Erfolgreiches Lernen erfordert die Auseinandersetzung mit dem Neuen. Es erfolgt in den verschiedenen Lernphasen der Anwendung, des übens, des Systematisierens und des Vertiefens und Festigens von neuen Informationen.
Unabhängig vom Fach WAT formuliert Paragraf 12, Absatz 2 des Schulgesetzes von Berlin generell zwei Gestaltungsmöglichkeiten für den Unterricht. Zum einen können Unterrichtsfächer zu einem Fach zusammengefasst werden oder mehrere Fächer können fachübergreifend gemeinsam eingeteilt werden (Rahmenlehrplan 2008, S.7).
Eine besondere Unterrichtsform ist das Projekt. Schülerinnen und Schüler können sich ihrem Alter entsprechend an Projekten aktiv beteiligen, in denen über Fächergrenzen hinaus Lernprodukte erstellt werden, bei denen überfachliche Fähigkeiten und Fertigkeiten ihnen die Lebens- und Arbeitswelt eine aktive Teilnahme am gesellschaftlichen Leben näher gebracht wird.
״Von Schülerinnen und Schülern werden komplexe Produkte bzw. Dienstleistungen kooperativ geplant, gefertigt, bewertet sowie angeboten. Der Prozess des planend-produzierenden Arbeitens wird dokumentiert, über die praktische Umsetzung wird die Verbindung zum reflexiven Umgang mit Innovationen aus Technik und Technologie hergestellt“.
(Wirtschaft - Arbeit -Technik, Berliner Rahmenlehrplan 2015 Teil c, für die Sekundarstufe I, s. 41)
Der Kompetenzerwerb erfolgt nach dem Grundsatz des forschenden, handlungsorientierten und selbstbestimmten Lernens. Um diesen TheoriePraxis-Bezug einlösen zu können, ist ein projektorientierter, fächerverbindender und fachübergreifender Unterricht besonders geeignet. Diese Unterrichtsmethode gewährleistet eine mehrdimensionale Auseinandersetzung mit den Themen des Fachs.

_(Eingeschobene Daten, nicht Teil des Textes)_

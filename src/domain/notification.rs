use crate::error::{BridgeError, Result};
use std::fmt;

pub const INIT_METHOD: &str = "InitMessage";
pub const PURCHASE_METHOD: &str = "PurchaseMessage";

/// A result reported back to the host.
///
/// On the wire each notification is a method name plus a comma-joined message:
/// `InitMessage` carries `success`, `PurchaseMessage` carries
/// `product_id,success,payload` with an empty trailing field for no payload.
#[derive(Debug, Clone, PartialEq, Eq)]
pub enum Notification {
    Init {
        success: bool,
    },
    Purchase {
        product_id: String,
        success: bool,
        payload: String,
    },
}

impl Notification {
    pub fn init(success: bool) -> Self {
        Self::Init { success }
    }

    pub fn purchase_succeeded(product_id: impl Into<String>, payload: impl Into<String>) -> Self {
        Self::Purchase {
            product_id: product_id.into(),
            success: true,
            payload: payload.into(),
        }
    }

    pub fn purchase_failed(product_id: impl Into<String>) -> Self {
        Self::Purchase {
            product_id: product_id.into(),
            success: false,
            payload: String::new(),
        }
    }

    pub fn method(&self) -> &'static str {
        match self {
            Self::Init { .. } => INIT_METHOD,
            Self::Purchase { .. } => PURCHASE_METHOD,
        }
    }

    pub fn encode(&self) -> String {
        match self {
            Self::Init { success } => success.to_string(),
            Self::Purchase {
                product_id,
                success,
                payload,
            } => format!("{product_id},{success},{payload}"),
        }
    }

    /// Parses a message received under `method`.
    ///
    /// A purchase message is split into at most three fields, so the payload
    /// may itself contain commas.
    pub fn decode(method: &str, message: &str) -> Result<Self> {
        match method {
            INIT_METHOD => Ok(Self::Init {
                success: parse_bool(message)?,
            }),
            PURCHASE_METHOD => {
                let mut fields = message.splitn(3, ',');
                let product_id = fields.next().unwrap_or_default();
                let success = fields.next().ok_or_else(|| {
                    BridgeError::MalformedMessage(format!("missing success field: {message}"))
                })?;
                Ok(Self::Purchase {
                    product_id: product_id.to_string(),
                    success: parse_bool(success)?,
                    payload: fields.next().unwrap_or_default().to_string(),
                })
            }
            other => Err(BridgeError::MalformedMessage(format!(
                "unknown method: {other}"
            ))),
        }
    }

    pub fn is_success(&self) -> bool {
        match self {
            Self::Init { success } | Self::Purchase { success, .. } => *success,
        }
    }
}

fn parse_bool(field: &str) -> Result<bool> {
    match field {
        "true" => Ok(true),
        "false" => Ok(false),
        other => Err(BridgeError::MalformedMessage(format!(
            "expected true or false, got `{other}`"
        ))),
    }
}

/// A notification as addressed and delivered to the host.
#[derive(Debug, Clone, PartialEq, Eq)]
pub struct Envelope {
    pub recipient: String,
    pub method: String,
    pub message: String,
}

impl Envelope {
    pub fn new(recipient: &str, method: &str, message: &str) -> Self {
        Self {
            recipient: recipient.to_string(),
            method: method.to_string(),
            message: message.to_string(),
        }
    }

    pub fn notification(&self) -> Result<Notification> {
        Notification::decode(&self.method, &self.message)
    }
}

impl fmt::Display for Envelope {
    fn fmt(&self, f: &mut fmt::Formatter<'_>) -> fmt::Result {
        write!(f, "{} {}", self.method, self.message)
    }
}

impl fmt::Display for Notification {
    fn fmt(&self, f: &mut fmt::Formatter<'_>) -> fmt::Result {
        write!(f, "{} {}", self.method(), self.encode())
    }
}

Die Auseinandersetzung mit Problemen wird selbstständig, eigenverantwortlich und kritisch, kreativ, kooperativ, situativ adäquat und lösungsorientiert entwickelt (ebd.).
Der Unterricht in WAT findet im Klassenraum und auch in Werkstätten der Schule und an außerschulischen Lernorten statt.
Abbildung in dieser Leseprobe nicht enthalten
Abb. 1: Vielfältiger Kompetenzerwerb im Fach Wirtschaft –Arbeit – Technik. Quelle: Rahmenlehrplan 2012, S.11.
Zur fachbezogenen und berufsrelevanten Methodenkompetenz gehören die Bewertung der Realisierbarkeit von Vorhaben, ihre Planung und die Organisation von Arbeitsschritten, was auch das Ausüben von Arbeits- und Auswertungstechniken durch die Schülerinnen und Schüler umfasst (ebd.).
Das erfolgreiche Kommunizieren ist später in beruflichen Zusammenhängen erforderlich. So sind Prozesse kritisch zu reflektieren und eigene Ideen in Projektvorhaben überzeugend zu vertreten. Dabei ist die Verknüpfung von Alltags- und Fachsprache entscheidend (ebd.).
Einen eigenen Kompetenzbereich bildet es, Urteile und Entscheidungen sach- und situationsgerecht zu treffen. Dies betrifft zunächst die praktischen Arbeitsschritte. Sie sind zu verstehen und anzuwenden unter der Einbeziehung von arbeitsweltlichen, wirtschaftlichen und wissenschaftlichen Überlegungen. Reale Situationen sollen erfasst werden, Interessenkonflikte erörtert und Lösungen und Konsequenzen gilt es abzuwägen (ebd.).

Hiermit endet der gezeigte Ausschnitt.